A Cap for CA Inmate Population?
Society does a lousy job of providing mental health care to those who need it most -- those whose mental health problems limit their employability, leaving them without access to the kinds of jobs that come with health insurance. Left untreated, the mentally ill often run afoul of the law. Those who go to prison seldom receive meaningful mental health care, so prisons become warehouses for the mentally ill.
Federal courts have ordered California's prisons to classify and treat mentally ill inmates, but the prisons are overcrowded and the state's efforts to comply with the orders have been insufficient, to put it mildly. Frustrated advocates for inmates have petitioned the courts to cap the prison population on the theory that solving overcrowding will make more resources available for mentally ill inmates.
The state argues that the plan amounts to a get-out-of-prison-free card for inmates who will be released to alleviate overcrowding. Lawyers for the inmates think the problem can be solved without releasing significant numbers of felons much more quickly than they would otherwise be released.
Barry Krisberg, president of the National Council on Crime and Delinquency, called the population cap a "temporary emergency measure." He said the most likely reduction strategy would focus on cutting down the number of technical parole violators being reincarcerated. Increasing good behavior credits and shortening prison terms by a month on the least serious offenders scheduled for release are other potential means for the state to get under a cap, he said."Until such time that we roll up our sleeves and reform the parole and sentencing systems, this might return a modicum of safety to prisons and the people who have to work in them," said Krisberg, a court-appointed expert on correctional issues who has studied population caps.
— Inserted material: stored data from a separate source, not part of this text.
use std::path::PathBuf;
use std::sync::Arc;

use iced::widget::image::Handle;
use iced::widget::row;
use iced::{Element, Size, Subscription, Task, Theme};
use rfd::FileDialog;

mod gpu;
mod state;
mod ui;

use gpu::{RenderPipeline, ShaderSet};
use state::params::RenderParams;
use state::session::SessionStore;

/// Export renders at twice the viewport resolution
const EXPORT_SCALE: u32 = 2;

/// Main application state
struct RayViewer {
    /// The slider state forwarded to the shader
    params: RenderParams,
    /// Persists the slider state between launches
    session: SessionStore,
    /// The one shader program; None until compilation finishes
    pipeline: Option<Arc<RenderPipeline>>,
    /// Latest offscreen frame, shown by the viewport widget
    frame: Option<Handle>,
    /// Offscreen render resolution, derived from the window size
    viewport: (u32, u32),
    /// Status message to display to the user
    status: String,
    /// At most one render runs at a time; changes arriving mid-render
    /// set the pending flag and re-render once the frame lands
    render_in_flight: bool,
    render_pending: bool,
}

/// Application messages (events)
#[derive(Debug, Clone)]
enum Message {
    /// Startup compilation finished; failure here is fatal
    PipelineReady(Result<Arc<RenderPipeline>, String>),
    /// A custom-shader rebuild finished; failure keeps the old program
    PipelineRebuilt(Result<Arc<RenderPipeline>, String>),
    /// An offscreen render finished
    FrameReady(Result<Handle, String>),
    /// Slider callbacks
    RedChanged(f32),
    GreenChanged(f32),
    BlueChanged(f32),
    DepthChanged(i32),
    /// User clicked the "Reset" button
    ResetParams,
    /// The window (and with it the viewport) changed size
    WindowResized(Size),
    /// User clicked the "Export PNG" button
    ExportFrame,
    /// Background export completed
    ExportComplete(Result<String, String>),
    /// User clicked the "Open Shader…" button
    OpenShader,
}

impl RayViewer {
    /// Create a new instance and start compiling the shader program
    fn new() -> (Self, Task<Message>) {
        let session = SessionStore::new();
        let params = session.load_or_default();
        let viewport = ui::viewport::render_size(1180.0, 760.0);

        log::info!("starting with {params:?}");

        let viewer = RayViewer {
            params,
            session,
            pipeline: None,
            frame: None,
            viewport,
            status: String::from("Compiling shaders…"),
            render_in_flight: false,
            render_pending: false,
        };

        log::debug!("session file: {}", viewer.session.path().display());

        let build = Task::perform(
            build_pipeline(None, params, viewport),
            Message::PipelineReady,
        );

        (viewer, build)
    }

    /// Handle application messages and update state
    fn update(&mut self, message: Message) -> Task<Message> {
        match message {
            Message::PipelineReady(Ok(pipeline)) => {
                self.pipeline = Some(pipeline);
                self.status = String::from("Ready.");
                self.request_render()
            }
            Message::PipelineReady(Err(message)) => {
                log::error!("fatal: {message}");
                iced::exit()
            }
            Message::PipelineRebuilt(Ok(pipeline)) => {
                self.pipeline = Some(pipeline);
                self.status = String::from("Custom shader loaded.");
                self.request_render()
            }
            Message::PipelineRebuilt(Err(message)) => {
                log::warn!("keeping previous shader program: {message}");
                self.status = message;
                Task::none()
            }
            Message::FrameReady(Ok(handle)) => {
                self.frame = Some(handle);
                self.render_in_flight = false;
                if self.render_pending {
                    self.render_pending = false;
                    self.request_render()
                } else {
                    Task::none()
                }
            }
            Message::FrameReady(Err(message)) => {
                log::error!("render failed: {message}");
                self.status = message;
                self.render_in_flight = false;
                self.render_pending = false;
                Task::none()
            }
            Message::RedChanged(value) => {
                self.params.red = value;
                self.params_changed()
            }
            Message::GreenChanged(value) => {
                self.params.green = value;
                self.params_changed()
            }
            Message::BlueChanged(value) => {
                self.params.blue = value;
                self.params_changed()
            }
            Message::DepthChanged(value) => {
                self.params.depth = value;
                self.params_changed()
            }
            Message::ResetParams => {
                self.params.reset();
                self.params_changed()
            }
            Message::WindowResized(size) => {
                self.viewport = ui::viewport::render_size(size.width, size.height);
                self.request_render()
            }
            Message::ExportFrame => self.export_frame(),
            Message::ExportComplete(Ok(message)) => {
                log::info!("{message}");
                self.status = message;
                Task::none()
            }
            Message::ExportComplete(Err(message)) => {
                log::error!("export failed: {message}");
                self.status = message;
                Task::none()
            }
            Message::OpenShader => self.open_shader(),
        }
    }

    /// Build the user interface
    fn view(&self) -> Element<Message> {
        row![
            ui::viewport::view(self.frame.as_ref()),
            ui::controls::view(&self.params, &self.status, self.pipeline.is_some()),
        ]
        .into()
    }

    /// Set the application theme
    fn theme(&self) -> Theme {
        Theme::Dark
    }

    /// Watch for window resizes so the offscreen target can follow
    fn subscription(&self) -> Subscription<Message> {
        iced::event::listen_with(|event, _status, _window| match event {
            iced::Event::Window(iced::window::Event::Resized(size)) => {
                Some(Message::WindowResized(size))
            }
            _ => None,
        })
    }

    /// Persist the slider state and redraw
    fn params_changed(&mut self) -> Task<Message> {
        if let Err(e) = self.session.save(&self.params) {
            log::warn!("failed to save session: {e}");
        }
        self.request_render()
    }

    /// Upload the uniforms and kick one background render
    fn request_render(&mut self) -> Task<Message> {
        let Some(pipeline) = &self.pipeline else {
            return Task::none();
        };

        if self.render_in_flight {
            self.render_pending = true;
            return Task::none();
        }
        self.render_in_flight = true;

        pipeline.update_uniforms(&self.params, self.viewport);

        let pipeline = Arc::clone(pipeline);
        let (width, height) = self.viewport;
        Task::perform(render_frame(pipeline, width, height), Message::FrameReady)
    }

    /// Ask for a target path and export the current frame as PNG
    fn export_frame(&mut self) -> Task<Message> {
        let Some(pipeline) = &self.pipeline else {
            return Task::none();
        };

        let Some(path) = FileDialog::new()
            .set_title("Export Rendered Frame")
            .add_filter("PNG image", &["png"])
            .set_file_name("raytrace.png")
            .save_file()
        else {
            return Task::none();
        };

        self.status = format!("Exporting {}…", path.display());

        let pipeline = Arc::clone(pipeline);
        let width = self.viewport.0 * EXPORT_SCALE;
        let height = self.viewport.1 * EXPORT_SCALE;
        Task::perform(
            export_frame_async(pipeline, path, width, height),
            Message::ExportComplete,
        )
    }

    /// Pick a replacement fragment shader and rebuild the program.
    /// The stock fullscreen vertex stage is kept.
    fn open_shader(&mut self) -> Task<Message> {
        let Some(path) = FileDialog::new()
            .set_title("Open Fragment Shader")
            .add_filter("WGSL shader", &["wgsl"])
            .pick_file()
        else {
            return Task::none();
        };

        self.status = format!("Compiling {}…", path.display());

        Task::perform(
            build_pipeline(Some(path), self.params, self.viewport),
            Message::PipelineRebuilt,
        )
    }
}

fn main() -> iced::Result {
    env_logger::Builder::from_env(env_logger::Env::default().default_filter_or("info")).init();

    iced::application("Ray Viewer", RayViewer::update, RayViewer::view)
        .theme(RayViewer::theme)
        .subscription(RayViewer::subscription)
        .window_size(Size::new(1180.0, 760.0))
        .centered()
        .run_with(RayViewer::new)
}

/// Load the shader sources and build the render pipeline
async fn build_pipeline(
    fragment_override: Option<PathBuf>,
    params: RenderParams,
    viewport: (u32, u32),
) -> Result<Arc<RenderPipeline>, String> {
    let shaders = tokio::task::spawn_blocking(move || {
        let set = ShaderSet::load_default()?;
        match fragment_override {
            Some(path) => set.with_fragment(&path),
            None => Ok(set),
        }
    })
    .await
    .map_err(|e| format!("Shader load task failed: {e}"))?
    .map_err(|e| e.to_string())?;

    let pipeline = RenderPipeline::new(&shaders, &params, viewport)
        .await
        .map_err(|e| e.to_string())?;

    Ok(Arc::new(pipeline))
}

/// Render one frame off the UI thread and hand it to the image widget
async fn render_frame(
    pipeline: Arc<RenderPipeline>,
    width: u32,
    height: u32,
) -> Result<Handle, String> {
    tokio::task::spawn_blocking(move || {
        let pixels = pipeline
            .render_to_bytes(width, height)
            .map_err(|e| e.to_string())?;
        Ok(Handle::from_rgba(width, height, pixels))
    })
    .await
    .map_err(|e| format!("Render task failed: {e}"))?
}

/// Render at export resolution and write a PNG
async fn export_frame_async(
    pipeline: Arc<RenderPipeline>,
    path: PathBuf,
    width: u32,
    height: u32,
) -> Result<String, String> {
    tokio::task::spawn_blocking(move || {
        let pixels = pipeline
            .render_to_bytes(width, height)
            .map_err(|e| e.to_string())?;

        let frame = image::RgbaImage::from_raw(width, height, pixels)
            .ok_or_else(|| String::from("rendered frame had an unexpected size"))?;

        frame
            .save(&path)
            .map_err(|e| format!("failed to write {}: {e}", path.display()))?;

        Ok(format!("Exported {}", path.display()))
    })
    .await
    .map_err(|e| format!("Export task failed: {e}"))?
}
The governor would prefer to build more prisons, a solution that just makes the warehouse bigger. The state legislature was unenthused about that proposal. Finding alternatives to incarceration would be a more cost-effective solution to overcrowding, and the money that would otherwise be spent on prison construction and the employment of guards could instead be used to deliver quality health care.
The governor's alternative proposal is to send inmates to private prisons in other states. Not only would that proposal limit the state's ability to monitor the delivery of health care services, removing mentally ill offenders from their families and support systems would be detrimental to the management of their mental illnesses.
The motions will probably be heard in December. If granted, a population cap might force California to engage in meaningful, and long overdue, prison reform.
State Sen. Gloria Romero, D-Los Angeles, a longtime legislative prison oversight specialist, said the population cap "affords us an immediate and real opportunity to evaluate who belongs in the prison system and to jump-start parole reform."